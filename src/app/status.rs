use glitchary::Config;

pub fn render_status(config: &Config) -> String {
    let credential = match (&config.actor_id, &config.credential) {
        (Some(actor), Some(_)) => format!("actor {actor} (credential set)"),
        (Some(actor), None) => format!("actor {actor} (no credential)"),
        (None, Some(_)) => "credential set, no actor id".to_string(),
        (None, None) => "none".to_string(),
    };

    let lines = [
        "◆ Glitchary status".to_string(),
        String::new(),
        format!("version     {}", env!("CARGO_PKG_VERSION")),
        format!("config      {}", config.config_path.display()),
        format!("api         {}", config.api_base_url),
        format!(
            "timeouts    request {}s, connect {}s",
            config.request_timeout_secs, config.connect_timeout_secs
        ),
        format!("debounce    {}ms", config.search.debounce_ms),
        format!("session     {credential}"),
        format!("demo actor  {} ({})", config.demo.username, config.demo.actor_id),
        format!("log level   {}", config.log_level),
    ];
    lines.join("\n")
}
use super::{SearchResults, SearchSnapshot, SearchStatus};
use crate::error::{GatewayError, SearchError};
use crate::gateway::{GatewayResponse, RequestGateway, path_with_query};
use std::sync::{Arc, Mutex, MutexGuard};
use std::time::Duration;
use tokio::sync::watch;
use tokio::task::JoinHandle;

struct PendingTimer {
    id: u64,
    handle: JoinHandle<()>,
}

#[derive(Default)]
struct PipelineState {
    /// Highest query token handed out so far.
    issued: u64,
    timer: Option<PendingTimer>,
    next_timer_id: u64,
}

struct Inner {
    gateway: Arc<dyn RequestGateway>,
    debounce: Duration,
    state: Mutex<PipelineState>,
    snapshot: watch::Sender<SearchSnapshot>,
}

/// Turns query input into results.
///
/// Each input restarts a debounce timer. When a timer fires the request gets
/// the next query token, and a response is committed only while its token is
/// still the highest one issued. Superseded timers are aborted; superseded
/// requests run to completion and their results are dropped.
///
/// `query_text` always names the query whose token is current, so a reader
/// never sees typed-but-unissued text next to results of an older query.
#[derive(Clone)]
pub struct SearchPipeline {
    inner: Arc<Inner>,
}

impl SearchPipeline {
    pub fn new(gateway: Arc<dyn RequestGateway>, debounce: Duration) -> Self {
        let (snapshot, _) = watch::channel(SearchSnapshot::default());
        Self {
            inner: Arc::new(Inner {
                gateway,
                debounce,
                state: Mutex::new(PipelineState::default()),
                snapshot,
            }),
        }
    }

    pub fn snapshot(&self) -> SearchSnapshot {
        self.inner.snapshot.borrow().clone()
    }

    pub fn subscribe(&self) -> watch::Receiver<SearchSnapshot> {
        self.inner.snapshot.subscribe()
    }

    /// Record a keystroke. Blank input clears the pipeline.
    ///
    /// Must be called from within a tokio runtime.
    pub fn input(&self, text: &str) {
        let query = text.trim().to_string();
        if query.is_empty() {
            self.clear();
            return;
        }

        let mut state = self.lock();
        if let Some(timer) = state.timer.take() {
            timer.handle.abort();
        }
        state.next_timer_id += 1;
        let id = state.next_timer_id;

        let pipeline = self.clone();
        let delay = self.inner.debounce;
        let handle = tokio::spawn(async move {
            tokio::time::sleep(delay).await;
            if let Some(token) = pipeline.claim_timer(id, &query) {
                pipeline.run(token, &query).await;
            }
        });
        state.timer = Some(PendingTimer { id, handle });
        tracing::trace!(timer = id, "search debounce scheduled");
    }

    /// Issue `text` immediately, skipping the debounce, and return the
    /// snapshot once this request has settled.
    pub async fn search_now(&self, text: &str) -> SearchSnapshot {
        let query = text.trim().to_string();
        if query.is_empty() {
            self.clear();
            return self.snapshot();
        }
        let token = {
            let mut state = self.lock();
            if let Some(timer) = state.timer.take() {
                timer.handle.abort();
            }
            self.issue(&mut state, &query)
        };
        self.run(token, &query).await;
        self.snapshot()
    }

    /// Cancel any pending timer, invalidate in-flight requests and return to
    /// an empty idle state.
    pub fn clear(&self) {
        let mut state = self.lock();
        if let Some(timer) = state.timer.take() {
            timer.handle.abort();
        }
        state.issued += 1;
        self.inner.snapshot.send_replace(SearchSnapshot {
            query_token: state.issued,
            ..SearchSnapshot::default()
        });
        tracing::debug!(token = state.issued, "search cleared");
    }

    /// Claim the timer slot for a firing timer and issue its query under the
    /// same lock. `None` when a newer input or a clear replaced it.
    fn claim_timer(&self, id: u64, query: &str) -> Option<u64> {
        let mut state = self.lock();
        if !state.timer.as_ref().is_some_and(|timer| timer.id == id) {
            return None;
        }
        // Dropping the handle detaches the task, so later input can no
        // longer abort the request it is about to issue.
        state.timer = None;
        Some(self.issue(&mut state, query))
    }

    /// Hand out the next token and mark `query` pending. Caller holds the
    /// state lock.
    fn issue(&self, state: &mut PipelineState, query: &str) -> u64 {
        state.issued += 1;
        let token = state.issued;
        self.inner.snapshot.send_modify(|snap| {
            snap.query_token = token;
            query.clone_into(&mut snap.query_text);
            snap.status = SearchStatus::Pending;
            snap.last_error = None;
        });
        tracing::debug!(token, query, "search issued");
        token
    }

    async fn run(&self, token: u64, query: &str) {
        let outcome = self
            .inner
            .gateway
            .get(&path_with_query("/search", "query", query))
            .await
            .and_then(GatewayResponse::into_result)
            .and_then(|resp| resp.json::<SearchResults>());

        self.settle(token, outcome);
    }

    fn settle(&self, token: u64, outcome: Result<SearchResults, GatewayError>) {
        let state = self.lock();
        if token != state.issued {
            tracing::debug!(token, latest = state.issued, "discarding stale search response");
            return;
        }

        match outcome {
            Ok(results) => {
                tracing::debug!(
                    token,
                    posts = results.posts.len(),
                    users = results.users.len(),
                    "search results committed"
                );
                self.inner.snapshot.send_modify(|snap| {
                    snap.results = results;
                    snap.status = SearchStatus::Done;
                });
            }
            Err(err) => {
                tracing::warn!(token, error = %err, "search request failed");
                let err = SearchError::Transport(err.to_string());
                self.inner.snapshot.send_modify(|snap| {
                    snap.results = SearchResults::default();
                    snap.status = SearchStatus::Idle;
                    snap.last_error = Some(err.to_string());
                });
            }
        }
    }

    fn lock(&self) -> MutexGuard<'_, PipelineState> {
        self.inner
            .state
            .lock()
            .unwrap_or_else(std::sync::PoisonError::into_inner)
    }
}

impl std::fmt::Debug for SearchPipeline {
    fn fmt(&self, f: &mut std::fmt::Formatter<'_>) -> std::fmt::Result {
        let state = self.lock();
        f.debug_struct("SearchPipeline")
            .field("debounce", &self.inner.debounce)
            .field("issued", &state.issued)
            .field("timer_pending", &state.timer.is_some())
            .finish_non_exhaustive()
    }
}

| YOUR INSTRUCTIONS |
Would you please repeat, exactly as written, the lines from the one containing "fn fmt(&self, f: &mut" through the end of the listing above, including both, and only those?

| OUTPUT FOR THIS EXERCISE |
    fn fmt(&self, f: &mut std::fmt::Formatter<'_>) -> std::fmt::Result {
        let state = self.lock();
        f.debug_struct("SearchPipeline")
            .field("debounce", &self.inner.debounce)
            .field("issued", &state.issued)
            .field("timer_pending", &state.timer.is_some())
            .finish_non_exhaustive()
    }
}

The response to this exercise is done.